Join us this month when author Mark Borton returns with his fascinating, expansive tale of Quoddy and the nation’s quest for hydroelectric power in the early 20th century.

Was Franklin Roosevelt’s plan to use 26-foot tides in the western Bay of Fundy to generate electricity a “Moondoggle”—a wildly impractical scheme? Or was it visionary thinking and brilliant engineering—a clean source of perpetual power? Either way it was going to be the world’s biggest electric power plant—and require seven miles of dams to enclose an incredible 150 square miles of coastal Maine and New Brunswick.

Moondoggle is about the Passamaquoddy Bay Tidal Power Project, “known affectionately or otherwise, as ‘Quoddy.’” Quoddy was designed in the Roaring 1920s by Dexter Cooper, who with his brother Hugh, built the world’s four largest hydroelectric power plants. Construction of Quoddy began during the Great Depression as part of President Roosevelt’s “New Deal” in the 1930s. Then “Quoddy was killed.”

“Who killed Quoddy?”—that’s been a mystery for nearly a century. Was it Roosevelt’s rivals and presidential wannabes? Or the man who caused the biggest bankruptcy in US history? Was it one of Maine’s leading citizens or elected officials? Was it sabotage by one of the US Army Corps of Engineers who was building it? Or did FDR himself quietly kill Quoddy?

Written as a “Who done it?”, Moondoggle lays bare the suspects’ motives and means. Moondoggle’s insights are based on exhaustive research, never-before published family letters, and formerly classified government documents. 

Quoddy exemplified the challenges faced by inventors of disruptive technologies versus the status quo. Quoddy was tremendously controversial because it highlighted the contest for control of America’s rivers by privately-owned “public utility” monopolies versus trust-busting “public power” advocates. The arguments over Quoddy became confused and vicious as tidal waves of “fake news” overwhelmed the facts. Cast as a life-or-death contest between Communism and Capitalism, Quoddy became a national issue in Republican versus Democrat political fights and the 1936 presidential election. 

Quoddy’s genesis and fate were in fact entangled in global armed conflicts, including World Wars I & II. Quoddy’s ghost lurks in the shadows of Russia’s 2022 invasion of Ukraine.
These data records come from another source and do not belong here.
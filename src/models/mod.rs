use serde::{Deserialize, Deserializer};

/// Distinguishes an absent field (`None`) from an explicit `null` (`Some(None)`)
/// in partial update payloads.
pub(crate) fn double_option<'de, T, D>(deserializer: D) -> Result<Option<Option<T>>, D::Error>
where
    T: Deserialize<'de>,
    D: Deserializer<'de>,
{
    Option::<T>::deserialize(deserializer).map(Some)
}

/// Generates the string conversions shared by the enums stored as TEXT.
macro_rules! text_enum {
    ($name:ident, $label:literal, { $($variant:ident => $text:literal),+ $(,)? }) => {
        impl $name {
            pub fn as_str(&self) -> &'static str {
                match self {
                    $($name::$variant => $text),+
                }
            }
        }

        impl std::fmt::Display for $name {
            fn fmt(&self, f: &mut std::fmt::Formatter<'_>) -> std::fmt::Result {
                f.write_str(self.as_str())
            }
        }

        impl std::str::FromStr for $name {
            type Err = String;

            fn from_str(s: &str) -> Result<Self, Self::Err> {
                match s {
                    $($text => Ok($name::$variant),)+
                    other => Err(format!("unknown {}: {}", $label, other)),
                }
            }
        }
    };
}

pub(crate) use text_enum;

pub mod activity;
pub mod comment;
pub mod member;
pub mod milestone;
pub mod project;
pub mod task;
pub mod user;
use std::fmt;

use uuid::Uuid;

/// The kinds of request the evaluator rules on.
#[derive(Debug, Clone, Copy, PartialEq, Eq, Hash)]
pub enum Action {
    CreateProject,
    ViewProject,
    UpdateProject,
    DeleteProject,
    ManageMembers,
    CreateTask,
    ViewTask,
    UpdateTask,
    DeleteTask,
    CreateMilestone,
    UpdateMilestone,
    DeleteMilestone,
    CreateComment,
    DeleteComment,
    UpdateProfile,
}

impl Action {
    pub fn as_str(&self) -> &'static str {
        match self {
            Action::CreateProject => "project.create",
            Action::ViewProject => "project.view",
            Action::UpdateProject => "project.update",
            Action::DeleteProject => "project.delete",
            Action::ManageMembers => "project.members.manage",
            Action::CreateTask => "task.create",
            Action::ViewTask => "task.view",
            Action::UpdateTask => "task.update",
            Action::DeleteTask => "task.delete",
            Action::CreateMilestone => "milestone.create",
            Action::UpdateMilestone => "milestone.update",
            Action::DeleteMilestone => "milestone.delete",
            Action::CreateComment => "comment.create",
            Action::DeleteComment => "comment.delete",
            Action::UpdateProfile => "user.update",
        }
    }
}

impl fmt::Display for Action {
    fn fmt(&self, f: &mut fmt::Formatter<'_>) -> fmt::Result {
        f.write_str(self.as_str())
    }
}

/// Identifies the target of an action together with the project that scopes it.
#[derive(Debug, Clone, Copy, PartialEq, Eq)]
pub enum Resource {
    /// A project that does not exist yet.
    NewProject,
    Project(Uuid),
    Task {
        id: Uuid,
        project_id: Uuid,
    },
    Milestone {
        id: Uuid,
        project_id: Uuid,
    },
    Comment {
        id: Uuid,
        task_id: Uuid,
        project_id: Uuid,
        author_id: Uuid,
    },
    User(Uuid),
}

impl Resource {
    /// The owning project, if the resource is project scoped.
    pub fn project_id(&self) -> Option<Uuid> {
        match self {
            Resource::Project(id) => Some(*id),
            Resource::Task { project_id, .. }
            | Resource::Milestone { project_id, .. }
            | Resource::Comment { project_id, .. } => Some(*project_id),
            Resource::NewProject | Resource::User(_) => None,
        }
    }

    pub fn id(&self) -> Option<Uuid> {
        match self {
            Resource::NewProject => None,
            Resource::Project(id) | Resource::User(id) => Some(*id),
            Resource::Task { id, .. } | Resource::Milestone { id, .. } | Resource::Comment { id, .. } => Some(*id),
        }
    }

    pub fn kind(&self) -> &'static str {
        match self {
            Resource::NewProject | Resource::Project(_) => "project",
            Resource::Task { .. } => "task",
            Resource::Milestone { .. } => "milestone",
            Resource::Comment { .. } => "comment",
            Resource::User(_) => "user",
        }
    }
}
#![allow(dead_code)]

use anyhow::{Context, Result};
use axum::body::{self, Body};
use axum::http::{Request, StatusCode};
use axum::Router;
use serde_json::Value;
use sqlx::migrate::Migrator;
use sqlx::sqlite::SqliteConnectOptions;
use sqlx::SqlitePool;
use tempfile::{tempdir, TempDir};
use tower::util::ServiceExt; // for `oneshot`

use capstone_tracker::create_app;

pub struct TestApp {
    pub app: Router,
    pub pool: SqlitePool,
    _dir: TempDir,
}

pub async fn spawn_app() -> Result<TestApp> {
    let dir = tempdir().context("failed to create tempdir")?;
    let db_path = dir.path().join("test.db");

    let opts = SqliteConnectOptions::new()
        .filename(db_path.as_path())
        .create_if_missing(true)
        .foreign_keys(true);
    let pool = SqlitePool::connect_with(opts).await?;

    migrator().await?.run(&pool).await?;

    std::env::set_var("JWT_SECRET", "test-secret");
    let app = create_app(pool.clone()).await?;

    Ok(TestApp { app, pool, _dir: dir })
}

pub async fn migrator() -> Result<Migrator> {
    Ok(Migrator::new(std::path::Path::new(env!("CARGO_MANIFEST_DIR")).join("migrations")).await?)
}

impl TestApp {
    /// Sends a request and returns the status with the decoded JSON body
    /// (`Value::Null` for empty bodies).
    pub async fn send(&self, method: &str, uri: &str, token: Option<&str>, body: Option<Value>) -> Result<(StatusCode, Value)> {
        let mut builder = Request::builder().method(method).uri(uri);
        if let Some(token) = token {
            builder = builder.header("authorization", format!("Bearer {}", token));
        }
        let req = match body {
            Some(body) => builder
                .header("content-type", "application/json")
                .body(Body::from(body.to_string()))?,
            None => builder.body(Body::empty())?,
        };

        let resp = self.app.clone().oneshot(req).await?;
        let status = resp.status();
        let bytes = body::to_bytes(resp.into_body(), usize::MAX).await?;
        let value = if bytes.is_empty() {
            Value::Null
        } else {
            serde_json::from_slice(&bytes)?
        };

        Ok((status, value))
    }

    /// Registers a student and returns `(token, user_id)`.
    pub async fn register(&self, first_name: &str, email: &str) -> Result<(String, String)> {
        let body = serde_json::json!({
            "first_name": first_name,
            "last_name": "Tester",
            "email": email,
            "password": "password123"
        });
        let (status, value) = self.send("POST", "/auth/register", None, Some(body)).await?;
        assert_eq!(status, StatusCode::CREATED, "register failed: {}", value);

        let token = value["token"].as_str().context("missing token")?.to_string();
        let user_id = value["user"]["id"].as_str().context("missing user id")?.to_string();
        Ok((token, user_id))
    }

    /// Creates a project as the given user and returns its id.
    pub async fn create_project(&self, token: &str, name: &str) -> Result<String> {
        let (status, value) = self
            .send("POST", "/projects", Some(token), Some(serde_json::json!({ "name": name })))
            .await?;
        assert_eq!(status, StatusCode::CREATED, "create project failed: {}", value);
        Ok(value["id"].as_str().context("missing project id")?.to_string())
    }

    pub async fn add_member(&self, owner_token: &str, project_id: &str, email: &str) -> Result<()> {
        let (status, value) = self
            .send(
                "POST",
                &format!("/projects/{}/members", project_id),
                Some(owner_token),
                Some(serde_json::json!({ "email": email })),
            )
            .await?;
        assert_eq!(status, StatusCode::CREATED, "add member failed: {}", value);
        Ok(())
    }

    pub async fn create_task(&self, token: &str, project_id: &str, body: Value) -> Result<(StatusCode, Value)> {
        self.send("POST", &format!("/projects/{}/tasks", project_id), Some(token), Some(body))
            .await
    }
}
Quoddy generated hundreds of articles in regional and national publications, including the Boston Globe, New Yok Times, Time, Newsweek, Saturday Evening Post, and National Geographic. It was fascinating reading then—and now.
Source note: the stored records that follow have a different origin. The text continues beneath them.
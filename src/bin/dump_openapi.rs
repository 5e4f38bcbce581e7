use std::fs;

fn main() -> anyhow::Result<()> {
    let path = std::env::args()
        .nth(1)
        .unwrap_or_else(|| "openapi.json".to_string());

    let doc = capstone_tracker::docs::build_openapi(8000);
    fs::write(&path, serde_json::to_string_pretty(&doc)?)?;
    println!("wrote {}", path);
    Ok(())
}
use axum::extract::{Path, State};
use axum::http::StatusCode;
use axum::Json;
use sqlx::SqlitePool;
use uuid::Uuid;

use crate::app::AppState;
use crate::authz::{Action, Resource};
use crate::errors::{AppError, AppResult};
use crate::events::log_activity;
use crate::jwt::AuthUser;
use crate::models::comment::{Comment, CommentCreateRequest};
use crate::utils::{non_blank, utc_now};

use super::tasks::fetch_task;

const COMMENT_SELECT: &str = "SELECT c.id, c.task_id, t.project_id, c.author_id, u.first_name AS author_first_name, \
     u.last_name AS author_last_name, c.content, c.created_at \
     FROM comments c JOIN tasks t ON t.id = c.task_id JOIN users u ON u.id = c.author_id";

#[utoipa::path(
    get,
    path = "/projects/{project_id}/tasks/{task_id}/comments",
    tag = "Comments",
    params(
        ("project_id" = Uuid, Path, description = "Project id"),
        ("task_id" = Uuid, Path, description = "Task id")
    ),
    responses((status = 200, description = "Comments, oldest first", body = [Comment])),
    security(("bearerAuth" = []))
)]
pub async fn list_comments(
    State(state): State<AppState>,
    auth: AuthUser,
    Path((project_id, task_id)): Path<(Uuid, Uuid)>,
) -> AppResult<Json<Vec<Comment>>> {
    state
        .access
        .check(auth.user_id, Action::ViewTask, &Resource::Task { id: task_id, project_id })
        .await?;
    fetch_task(&state.pool, project_id, task_id).await?;

    Ok(Json(fetch_task_comments(&state.pool, task_id).await?))
}

#[utoipa::path(
    post,
    path = "/projects/{project_id}/tasks/{task_id}/comments",
    tag = "Comments",
    params(
        ("project_id" = Uuid, Path, description = "Project id"),
        ("task_id" = Uuid, Path, description = "Task id")
    ),
    request_body = CommentCreateRequest,
    responses(
        (status = 201, description = "Comment added", body = Comment),
        (status = 400, description = "Empty comment")
    ),
    security(("bearerAuth" = []))
)]
pub async fn create_comment(
    State(state): State<AppState>,
    auth: AuthUser,
    Path((project_id, task_id)): Path<(Uuid, Uuid)>,
    Json(payload): Json<CommentCreateRequest>,
) -> AppResult<(StatusCode, Json<Comment>)> {
    let id = Uuid::new_v4();
    state
        .access
        .check(
            auth.user_id,
            Action::CreateComment,
            &Resource::Comment {
                id,
                task_id,
                project_id,
                author_id: auth.user_id,
            },
        )
        .await?;
    fetch_task(&state.pool, project_id, task_id).await?;

    let content = non_blank(Some(payload.content.as_str())).ok_or_else(|| AppError::bad_request("Comment cannot be empty"))?;

    sqlx::query("INSERT INTO comments (id, task_id, author_id, content, created_at) VALUES (?, ?, ?, ?, ?)")
        .bind(id)
        .bind(task_id)
        .bind(auth.user_id)
        .bind(&content)
        .bind(utc_now())
        .execute(&state.pool)
        .await?;

    let comment = fetch_comment(&state.pool, task_id, id).await?;
    log_activity(&state.event_bus, "created", Some(auth.user_id), &comment);

    Ok((StatusCode::CREATED, Json(comment)))
}

#[utoipa::path(
    delete,
    path = "/projects/{project_id}/tasks/{task_id}/comments/{id}",
    tag = "Comments",
    params(
        ("project_id" = Uuid, Path, description = "Project id"),
        ("task_id" = Uuid, Path, description = "Task id"),
        ("id" = Uuid, Path, description = "Comment id")
    ),
    responses(
        (status = 204, description = "Comment deleted"),
        (status = 403, description = "Only the author or the project owner may delete")
    ),
    security(("bearerAuth" = []))
)]
pub async fn delete_comment(
    State(state): State<AppState>,
    auth: AuthUser,
    Path((project_id, task_id, id)): Path<(Uuid, Uuid, Uuid)>,
) -> AppResult<StatusCode> {
    // Visibility first so strangers cannot probe comment ids.
    state
        .access
        .check(auth.user_id, Action::ViewTask, &Resource::Task { id: task_id, project_id })
        .await?;

    let comment = fetch_comment(&state.pool, task_id, id).await?;
    if comment.project_id != project_id {
        return Err(AppError::not_found("Comment not found"));
    }

    state
        .access
        .check(
            auth.user_id,
            Action::DeleteComment,
            &Resource::Comment {
                id,
                task_id,
                project_id,
                author_id: comment.author_id,
            },
        )
        .await?;

    sqlx::query("DELETE FROM comments WHERE id = ?")
        .bind(id)
        .execute(&state.pool)
        .await?;

    log_activity(&state.event_bus, "deleted", Some(auth.user_id), &comment);

    Ok(StatusCode::NO_CONTENT)
}

pub(crate) async fn fetch_task_comments(pool: &SqlitePool, task_id: Uuid) -> Result<Vec<Comment>, AppError> {
    let comments = sqlx::query_as::<_, Comment>(&format!(
        "{COMMENT_SELECT} WHERE c.task_id = ? ORDER BY c.created_at ASC"
    ))
    .bind(task_id)
    .fetch_all(pool)
    .await?;

    Ok(comments)
}

async fn fetch_comment(pool: &SqlitePool, task_id: Uuid, id: Uuid) -> Result<Comment, AppError> {
    sqlx::query_as::<_, Comment>(&format!("{COMMENT_SELECT} WHERE c.id = ? AND c.task_id = ?"))
        .bind(id)
        .bind(task_id)
        .fetch_optional(pool)
        .await?
        .ok_or_else(|| AppError::not_found("Comment not found"))
}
Mark Borton created the Embassy Boating Guide series (Maine to Florida, >40 printings). The New York Times said, “Embassy Guide is all that most skippers will want or need to know,” and Sail magazine called it, “The ultimate guide in copious content and style.”  He also created the Maptech Waterproof Chart series (USA, >100 printings). Mr. Borton’s book, The Tide-Watcher’s Guide to the Bay of Fundy, will be published in 2023/4 by Boulder Books of Canada.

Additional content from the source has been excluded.